As divorced parents, your top concern is likely your child and what you can do to support them in the future. After all, many professionals state that joint custody is the way to go when it comes to serving your child’s best interests.

But what can you do if you and your co-parent do not get along at all? Is there any way to co-parent together while avoiding potentially devastating clashes?

Text vs. in-person communication

Psychology Today discusses parallel parenting and how co-parents find it useful after divorce. With parallel parenting, you and your co-parent can share joint custody while also maintaining distance, as parallel parenting involves the use of written or text-only communication.

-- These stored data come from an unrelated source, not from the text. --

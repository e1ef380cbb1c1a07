pub mod adapters;
pub mod config;
pub mod core;
pub mod domain;
pub mod mapping;
pub mod sim;
pub mod utils;

#[cfg(feature = "cli")]
pub use crate::config::CliConfig;

pub use crate::adapters::{FixedPrompt, LocalStorage, TracingNotifier};
pub use crate::core::{engine::ExportEngine, pipeline::ExportPipeline};
pub use crate::domain::model::Livery;
pub use crate::utils::error::{Result, VmrError};
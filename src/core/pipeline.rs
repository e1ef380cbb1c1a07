use crate::core::flatten::flatten;
use crate::core::serializer;
use crate::core::session::{ConnectionState, Session};
use crate::core::{ConfigProvider, ExportPrompt, ExportResult, Livery, LiverySource, Pipeline, Storage};
use crate::utils::error::Result;
use crate::utils::validation::is_valid_flight_number_range;
use tokio::sync::mpsc;

/// The export pipeline: collect livery batches into a session, flatten and
/// render them, then write the document to the path picked by the prompt.
pub struct ExportPipeline<S, C, L, P>
where
    S: Storage,
    C: ConfigProvider,
    L: LiverySource,
    P: ExportPrompt,
{
    storage: S,
    config: C,
    source: L,
    prompt: P,
}

impl<S, C, L, P> ExportPipeline<S, C, L, P>
where
    S: Storage,
    C: ConfigProvider,
    L: LiverySource,
    P: ExportPrompt,
{
    pub fn new(storage: S, config: C, source: L, prompt: P) -> Self {
        Self {
            storage,
            config,
            source,
            prompt,
        }
    }
}

#[async_trait::async_trait]
impl<S, C, L, P> Pipeline for ExportPipeline<S, C, L, P>
where
    S: Storage,
    C: ConfigProvider,
    L: LiverySource,
    P: ExportPrompt,
{
    async fn extract(&self) -> Result<Vec<Livery>> {
        let (tx, mut rx) = mpsc::channel(self.config.batch_size().max(1));

        let mut session = Session::new();
        session.set_connection(ConnectionState::Connected);
        // A fetch never appends to a previous run's results.
        session.clear();

        let (delivered, ()) = tokio::join!(self.source.deliver(tx), session.collect(&mut rx));
        if let Err(e) = delivered {
            session.record_error(e.to_string());
            return Err(e);
        }

        Ok(session.into_liveries())
    }

    async fn transform(&self, liveries: Vec<Livery>) -> Result<ExportResult> {
        let rules = flatten(&liveries);
        tracing::debug!(
            "Flattened {} liveries into {} rules",
            liveries.len(),
            rules.len()
        );

        for rule in &rules {
            if !is_valid_flight_number_range(&rule.flight_number_range) {
                tracing::warn!(
                    "Rule for {}/{} has an unusual flight number range '{}'",
                    rule.callsign_prefix,
                    rule.type_code,
                    rule.flight_number_range
                );
            }
        }

        let xml = serializer::to_xml(&rules)?;
        Ok(ExportResult { rules, xml })
    }

    async fn load(&self, result: ExportResult) -> Result<Option<String>> {
        let Some(path) = self.prompt.choose_export_path() else {
            tracing::info!("No export file chosen, skipping save");
            return Ok(None);
        };

        self.storage.write_file(&path, result.xml.as_bytes()).await?;
        tracing::debug!("Wrote {} rules to {}", result.rules.len(), path.display());

        Ok(Some(path.display().to_string()))
    }
}
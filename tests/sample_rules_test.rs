// The built-in sample set exercises every grouping case: multi-model keys,
// a prefix-less rule and a flight-number-range rule that stays standalone.

use vmr_generator::sim::SampleSource;
use vmr_generator::{
    CliConfig, ExportEngine, ExportPipeline, FixedPrompt, LocalStorage, TracingNotifier,
};

#[tokio::test]
async fn sample_export_matches_the_documented_rule_set() {
    use clap::Parser;

    let dir = tempfile::tempdir().unwrap();
    let output = dir.path().join("MatchRules.vmr");

    let config = CliConfig::parse_from([
        "vmrgen",
        "--sample",
        "--batch-size",
        "3",
        "--output",
        output.to_str().unwrap(),
    ]);

    let source = SampleSource::with_batch_size(config.batch_size);
    let prompt = FixedPrompt::new(config.output.clone());
    let pipeline = ExportPipeline::new(LocalStorage::new(), config, source, prompt);
    let engine = ExportEngine::new(pipeline, TracingNotifier);

    engine.run().await.unwrap();

    let xml = std::fs::read_to_string(&output).unwrap();

    let expected_rules = [
        "<ModelMatchRule CallsignPrefix=\"AIB\" TypeCode=\"CL60\" \
         ModelName=\"FSLTL_GA_C25C_ZZZ//FSLTL_GA_C25C_M-MIKE//FSLTL_GA_C25C_PS-CSF\"/>",
        "<ModelMatchRule CallsignPrefix=\"AIB\" TypeCode=\"CRJX\" ModelName=\"FSLTL_CRJ7_ZZZZ\"/>",
        "<ModelMatchRule TypeCode=\"C172\" ModelName=\"FSLTL_GA_C172_ZZZ\"/>",
        "<ModelMatchRule CallsignPrefix=\"DAL\" TypeCode=\"B739\" \
         ModelName=\"FSLTL_FAIB_B739_DAL-Delta_SSW//FSLTL_FAIB_B739_DAL-Delta_WL\"/>",
        "<ModelMatchRule CallsignPrefix=\"DAL\" FlightNumberRange=\"4439-4858\" \
         TypeCode=\"B739\" ModelName=\"FSLTL_FAIB_B739_DAL-Delta_WL\"/>",
    ];

    let mut last_position = 0;
    for rule in expected_rules {
        let position = xml
            .find(rule)
            .unwrap_or_else(|| panic!("missing rule: {}", rule));
        assert!(position >= last_position, "rules out of order: {}", rule);
        last_position = position;
    }

    assert_eq!(xml.matches("<ModelMatchRule ").count(), 5);
}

Instead of having in-person meetings or even talking over the phone, you and your co-parent will instead strictly discuss things through text. This can include emails, text messages or even handwritten messages. For example, some parents will pass a notebook between each other through their child, in which they record the details and events of a visitation.

Protecting your child

Communicating through text allows you to take a step back if you need time to cool off between interactions. It lets you think before speaking and thus cuts down on the chance of disagreements or explosive arguments happening.

This also protects your child from witnessing these potential arguments with their own two eyes. At the same time, it provides them with the stability and security that a two-parent household can provide. In other words, it may provide the best of both worlds, helping your child while also keeping you and your co-parent comfortably separated. It is certainly an option to consider.